We both think that there are many things that can produce autistic behaviour in a child. In my case, I did not talk to other people because I was fully absorbed in my own world. There are other kids who don't talk and present themselves to mental health workers in much the same way, but for completely different reasons.

In my book, I talk about turning points, and the things that (I think) made me decide to engage with society at about age 6. Had I chosen the other path, there would be no book today, at least from me.

I do hope that people read my book and evaluate how people in their own lives may or may not be similar to me. And if they are similar to me, and young, I hope my story will provide them inspiration.

However you wish to describe my condition, when my book comes out - read it. And then read Born on a Blue Day, and Bring on the Idiots. In many of these new works you are going to see striking similarities in how we describe out thought processes. Reading those other new works has made me realize that things I thought were unique to me may actually be Aspergian traits that have not previously been described.

That's one of the reasons I said we have many fascinating discoveries ahead of us.

If indeed the medical community is right, and people like me are farther along a similar continuum than those more damaged autistic kids - that will mean that studies of our thought processes may help unlock the mystery of those unreachable children.
Hello - I've read your book and recommended it to friends and readers of my blog. Your blog is of special interest to me now, since my son exhibits some Asperger's tendencies and we're trying to decide whether to have him evaluated.

This was a fascinating post.
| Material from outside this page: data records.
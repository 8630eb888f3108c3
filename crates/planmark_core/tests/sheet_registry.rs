use planmark_core::{RegistryError, SheetEvent, SheetRegistry};
use std::collections::HashSet;
use uuid::Uuid;

#[test]
fn add_sheet_assigns_identity_and_stamp() {
    let mut registry = SheetRegistry::new();

    let id = registry.add_sheet("level-2.pdf", "file:///plans/level-2.pdf");

    let sheet = registry.get(id).unwrap();
    assert_eq!(sheet.id, id);
    assert_eq!(sheet.name, "level-2.pdf");
    assert_eq!(sheet.content_ref, "file:///plans/level-2.pdf");
    assert!(sheet.uploaded_at > 0);
}

#[test]
fn add_sequences_have_unique_ids_and_non_decreasing_stamps() {
    let mut registry = SheetRegistry::new();

    let mut ids = HashSet::new();
    for index in 0..20 {
        let id = registry.add_sheet(format!("sheet-{index}.pdf"), "file:///tmp/sheet.pdf");
        assert!(ids.insert(id));
    }

    let stamps: Vec<i64> = registry.list().iter().map(|sheet| sheet.uploaded_at).collect();
    assert!(stamps.windows(2).all(|pair| pair[0] <= pair[1]));
}

#[test]
fn set_current_rejects_unknown_id_and_keeps_previous_pointer() {
    let mut registry = SheetRegistry::new();
    let id = registry.add_sheet("a.pdf", "file:///a.pdf");
    registry.set_current(Some(id)).unwrap();

    let missing = Uuid::new_v4();
    let err = registry.set_current(Some(missing)).unwrap_err();

    assert!(matches!(err, RegistryError::SheetNotFound(id) if id == missing));
    assert_eq!(registry.current_id(), Some(id));

    registry.set_current(None).unwrap();
    assert_eq!(registry.current_id(), None);
}

#[test]
fn current_sheet_is_resolved_by_lookup() {
    let mut registry = SheetRegistry::new();
    let id = registry.add_sheet("a.pdf", "file:///a.pdf");

    assert!(registry.current_sheet().is_none());
    registry.set_current(Some(id)).unwrap();
    assert_eq!(registry.current_sheet().unwrap().id, id);
}

#[test]
fn delete_clears_current_pointer_only_for_the_current_sheet() {
    let mut registry = SheetRegistry::new();
    let first = registry.add_sheet("a.pdf", "file:///a.pdf");
    let second = registry.add_sheet("b.pdf", "file:///b.pdf");

    registry.set_current(Some(first)).unwrap();
    registry.delete(second).unwrap();
    assert_eq!(registry.current_id(), Some(first));

    registry.delete(first).unwrap();
    assert_eq!(registry.current_id(), None);
    assert!(registry.is_empty());
}

#[test]
fn delete_missing_sheet_reports_not_found() {
    let mut registry = SheetRegistry::new();

    let missing = Uuid::new_v4();
    let err = registry.delete(missing).unwrap_err();

    assert!(matches!(err, RegistryError::SheetNotFound(id) if id == missing));
}

#[test]
fn mutations_notify_subscribers_in_order() {
    let mut registry = SheetRegistry::new();
    let events = registry.subscribe();

    let id = registry.add_sheet("a.pdf", "file:///a.pdf");
    registry.set_current(Some(id)).unwrap();
    registry.delete(id).unwrap();

    let received: Vec<SheetEvent> = events.try_iter().collect();
    assert_eq!(
        received,
        vec![
            SheetEvent::Added(id),
            SheetEvent::CurrentChanged(Some(id)),
            SheetEvent::Deleted(id),
            SheetEvent::CurrentChanged(None),
        ]
    );
}
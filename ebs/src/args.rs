use crate::config::DEFAULT_CONFIG_PATH;
use crate::guard::DEFAULT_LOCK_PATH;
use clap::Parser;
use std::path::PathBuf;
use tracing::level_filters::LevelFilter;

#[derive(Parser, Debug)]
#[command(
    name = "ebs",
    version,
    about = "External Backup Script: copy dirvish backups to external disks"
)]
pub struct Cli {
    /// Configuration File
    #[arg(short, long, value_name = "FILE", default_value = DEFAULT_CONFIG_PATH)]
    pub config: PathBuf,

    /// Set execution log level, 0 (everything) to 5 (critical only)
    #[arg(
        short,
        long,
        default_value_t = 3,
        value_parser = clap::value_parser!(u8).range(0..=5)
    )]
    pub loglevel: u8,

    /// Lock file preventing overlapping runs
    #[arg(long, value_name = "FILE", default_value = DEFAULT_LOCK_PATH)]
    pub lock_file: PathBuf,

    /// Exit with a non-zero status if any mount, sync or unmount failed
    #[arg(long)]
    pub strict: bool,
}

impl Cli {
    pub fn log_level(&self) -> LevelFilter {
        match self.loglevel {
            0 => LevelFilter::TRACE,
            1 => LevelFilter::DEBUG,
            2 => LevelFilter::INFO,
            3 => LevelFilter::WARN,
            _ => LevelFilter::ERROR,
        }
    }
}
My husband and I were discussing this very topic last night -- i.e., whether the rise in Asperger's has something to do with the increase in smart, creative types who find each other and start families.

It seems to me that in prior generations, men often didn't marry their intellectual equals. Nowadays, we have a kind of self-perpetuating socio-economic caste system, where the so-called "top tier" minds meet at prestigious schools and go on to marry. It'd be interesting to track the educational credentials of the parents of Asperger's kids.

Then again, maybe I'm just trying to convince myself that b/c my son is Asperger's, I'm incredibly smart and creative!

BTW, my husband is the proud owner of a Porsche 968. If you know of any negatives to this model, please share because I'm tired of hearing him brag about how cool his car is.